The Jazz came to Utah in 1979 (the name long baffled me since Utah is not widely known for its wailin’ jazz scene, until I finally learned that the team was originally the New Orleans Jazz); Miller has been the sole owner of the team since 1986. It was for his Jazz that the Delta Center — now called EnergySolutions Arena, gack* — was constructed. Miller also owned the local minor-league baseball team, a hockey team, and a television station, KJZZ, which is of course named for his basketball team and which shows a lot of really lousy programming — including frequent re-runs of The Singles Ward and other “Mormon cinema” films — whenever the Jazz aren’t playing.
Finally (and most significantly to me personally), Larry H. Miller was a classmate of my mother’s at West High School, the “tough” school where the kids all wore leather jackets and carried knives in their engineer’s boots.
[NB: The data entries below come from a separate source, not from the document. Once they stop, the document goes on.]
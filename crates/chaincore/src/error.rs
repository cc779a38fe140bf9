use thiserror::Error;

/// Payload encode/decode failures
#[derive(Error, Debug, Clone, PartialEq)]
pub enum CodecError {
    #[error("payload type mismatch: expected {expected}, got {actual}")]
    TypeMismatch { expected: String, actual: String },

    #[error("payload is a completion marker and carries no value")]
    EmptyPayload,

    #[error("payload decoding failed: {0}")]
    Malformed(String),

    #[error("value encoding failed: {0}")]
    Unencodable(String),
}

/// Failure reported by a tool's own transformation logic
#[derive(Error, Debug, Clone, PartialEq)]
#[error("{0}")]
pub struct ToolError(pub String);

impl ToolError {
    pub fn new(message: impl Into<String>) -> Self {
        Self(message.into())
    }
}

/// Everything that can go wrong while handling one delivery.
///
/// All three variants are fatal only to the delivery that caused them: the
/// node task continues with subsequent deliveries, and the run never aborts
/// on its own.
#[derive(Error, Debug, Clone, PartialEq)]
pub enum ChainError {
    #[error("decode data error: {0}")]
    Decode(CodecError),

    #[error("encode data error: {0}")]
    Encode(CodecError),

    #[error("tool error: {0}")]
    Tool(#[from] ToolError),
}

/// An error tagged with the node it came from, as surfaced in the run report
#[derive(Error, Debug, Clone, PartialEq)]
#[error("node {node}: {error}")]
pub struct NodeFailure {
    pub node: String,
    pub error: ChainError,
}

impl NodeFailure {
    pub fn new(node: impl Into<String>, error: ChainError) -> Self {
        Self {
            node: node.into(),
            error,
        }
    }
}
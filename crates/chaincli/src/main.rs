use anyhow::Result;
use chaincore::INPUT_SOURCE;
use chainruntime::{RunState, Worker};
use chaintools::{hold_string, int_to_string, multiply_by, parse_int, split_strings, StringHolder};
use clap::{Parser, Subcommand};
use tokio_util::sync::CancellationToken;
use tracing_subscriber::EnvFilter;

#[derive(Parser)]
#[command(name = "chain")]
#[command(about = "Chain engine demo CLI", long_about = None)]
struct Cli {
    #[command(subcommand)]
    command: Commands,
}

#[derive(Subcommand)]
enum Commands {
    /// Run the example pipeline over a batch of numeric strings
    Run {
        /// Input values (repeatable), parsed as integers downstream
        #[arg(short, long)]
        input: Vec<String>,

        /// Multiplier applied on the integer branch
        #[arg(short, long, default_value_t = 3)]
        multiplier: i64,

        /// Print run events while executing
        #[arg(short, long)]
        verbose: bool,
    },
}

#[tokio::main]
async fn main() -> Result<()> {
    tracing_subscriber::fmt()
        .with_env_filter(EnvFilter::try_from_default_env().unwrap_or_else(|_| EnvFilter::new("info")))
        .init();

    let cli = Cli::parse();
    match cli.command {
        Commands::Run {
            input,
            multiplier,
            verbose,
        } => run_pipeline(input, multiplier, verbose).await,
    }
}

/// Assembles and runs the example graph:
/// input -> split -> parse-int -> {multiply -> int-to-string, int-to-string}
/// -> hold-string, with sinks on both string producers.
async fn run_pipeline(input: Vec<String>, multiplier: i64, verbose: bool) -> Result<()> {
    let batch = if input.is_empty() {
        vec!["3".to_string(), "5".to_string(), "8".to_string()]
    } else {
        input
    };

    // One seed envelope carrying the whole batch; the generator splits it.
    let mut worker = Worker::new(&[batch]);

    let split = split_strings();
    let parse = parse_int();
    let multiply = multiply_by(multiplier);
    let to_string = int_to_string();
    let holder = hold_string();

    worker.subscribe(INPUT_SOURCE, [split.clone()]);
    worker.subscribe(split.name().to_string(), [parse.clone(), holder.clone()]);
    worker.subscribe(parse.name().to_string(), [multiply.clone(), to_string.clone()]);
    worker.subscribe(multiply.name().to_string(), [to_string.clone()]);
    worker.subscribe(to_string.name().to_string(), [holder.clone()]);

    worker.set_output::<StringHolder>(holder.name().to_string());
    worker.set_output::<String>(to_string.name().to_string());

    if verbose {
        let mut events = worker.subscribe_events();
        tokio::spawn(async move {
            while let Ok(event) = events.recv().await {
                match serde_json::to_string(&event) {
                    Ok(line) => println!("{line}"),
                    Err(e) => tracing::warn!(error = %e, "event not serializable"),
                }
            }
        });
    }

    let shutdown = CancellationToken::new();
    let signal_token = shutdown.clone();
    tokio::spawn(async move {
        if tokio::signal::ctrl_c().await.is_ok() {
            tracing::info!("cancellation requested");
            signal_token.cancel();
        }
    });

    let report = worker.run(shutdown).await?;

    if !report.errors.is_empty() {
        println!("Errors:");
        for error in &report.errors {
            println!("  {error}");
        }
    }

    let mut values: Vec<String> = report
        .results
        .iter()
        .map(|result| match &result.value {
            serde_json::Value::String(s) => s.clone(),
            other => other
                .get("value")
                .and_then(|v| v.as_str())
                .map(str::to_string)
                .unwrap_or_else(|| other.to_string()),
        })
        .collect();
    values.sort_by_key(|v| v.parse::<i64>().unwrap_or(i64::MAX));

    println!("Results:");
    for value in &values {
        println!("  {value:?}");
    }

    if report.state == RunState::Cancelled {
        println!("(run was cancelled; results are partial)");
    }

    Ok(())
}
use chrono::{DateTime, Utc};
use serde::{Deserialize, Serialize};
use tokio::sync::broadcast;
use uuid::Uuid;

pub type RunId = Uuid;

/// Events emitted during a worker run
#[derive(Debug, Clone, Serialize, Deserialize)]
#[serde(tag = "type")]
pub enum RunEvent {
    RunStarted {
        run_id: RunId,
        seeded: usize,
        timestamp: DateTime<Utc>,
    },
    RunFinished {
        run_id: RunId,
        cancelled: bool,
        results: usize,
        errors: usize,
        duration_ms: u64,
        timestamp: DateTime<Utc>,
    },
    NodeStarted {
        run_id: RunId,
        node: String,
        timestamp: DateTime<Utc>,
    },
    Delivered {
        run_id: RunId,
        producer: String,
        consumer: String,
        terminal: bool,
        timestamp: DateTime<Utc>,
    },
    ResultCollected {
        run_id: RunId,
        producer: String,
        timestamp: DateTime<Utc>,
    },
    NodeFailed {
        run_id: RunId,
        node: String,
        error: String,
        timestamp: DateTime<Utc>,
    },
}

/// Broadcast bus for run events. Lossy by design: with no subscribers,
/// events are dropped.
pub struct EventBus {
    sender: broadcast::Sender<RunEvent>,
}

impl EventBus {
    pub fn new(capacity: usize) -> Self {
        let (sender, _) = broadcast::channel(capacity);
        Self { sender }
    }

    pub fn subscribe(&self) -> broadcast::Receiver<RunEvent> {
        self.sender.subscribe()
    }

    pub fn emit(&self, event: RunEvent) {
        let _ = self.sender.send(event);
    }

    pub fn emitter(&self, run_id: RunId) -> RunEmitter {
        RunEmitter {
            run_id,
            sender: self.sender.clone(),
        }
    }
}

/// Run-scoped emitter handed to the runtime's tasks
#[derive(Clone)]
pub struct RunEmitter {
    run_id: RunId,
    sender: broadcast::Sender<RunEvent>,
}

impl RunEmitter {
    fn emit(&self, event: RunEvent) {
        let _ = self.sender.send(event);
    }

    pub fn run_started(&self, seeded: usize) {
        self.emit(RunEvent::RunStarted {
            run_id: self.run_id,
            seeded,
            timestamp: Utc::now(),
        });
    }

    pub fn run_finished(&self, cancelled: bool, results: usize, errors: usize, duration_ms: u64) {
        self.emit(RunEvent::RunFinished {
            run_id: self.run_id,
            cancelled,
            results,
            errors,
            duration_ms,
            timestamp: Utc::now(),
        });
    }

    pub fn node_started(&self, node: impl Into<String>) {
        self.emit(RunEvent::NodeStarted {
            run_id: self.run_id,
            node: node.into(),
            timestamp: Utc::now(),
        });
    }

    pub fn delivered(&self, producer: impl Into<String>, consumer: impl Into<String>, terminal: bool) {
        self.emit(RunEvent::Delivered {
            run_id: self.run_id,
            producer: producer.into(),
            consumer: consumer.into(),
            terminal,
            timestamp: Utc::now(),
        });
    }

    pub fn result_collected(&self, producer: impl Into<String>) {
        self.emit(RunEvent::ResultCollected {
            run_id: self.run_id,
            producer: producer.into(),
            timestamp: Utc::now(),
        });
    }

    pub fn node_failed(&self, node: impl Into<String>, error: impl std::fmt::Display) {
        self.emit(RunEvent::NodeFailed {
            run_id: self.run_id,
            node: node.into(),
            error: error.to_string(),
            timestamp: Utc::now(),
        });
    }
}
Or so Mom says the stories used to go back in the American Graffiti days of 1962. My parents sat with Larry and his wife at her 35-year high-school reunion and enjoyed a pleasant evening with them; as a result, she’s long defended him as a “nice guy” whenever I’ve been on a rant about his sanctimoniousness. Of course, it probably helps that she’s a big-time Jazz fan. It’s her primary hobby and outlet at this point in her life, her biggest joy and the source of much of her social life. It’s not a stretch to say that Larry H. Miller enriched my mom’s life.
For that reason, for my mother’s hobby and her love of the team, I honor his passing.
* For the record, I despise the modern practice of naming all our public facilities for whatever big corporation slipped the landlord the biggest envelope of cash. “Delta Center” came from Delta Airlines, of course, but the word “delta” is generic enough that it was easy to overlook the connection. EnergySolutions Arena is just plain awkward.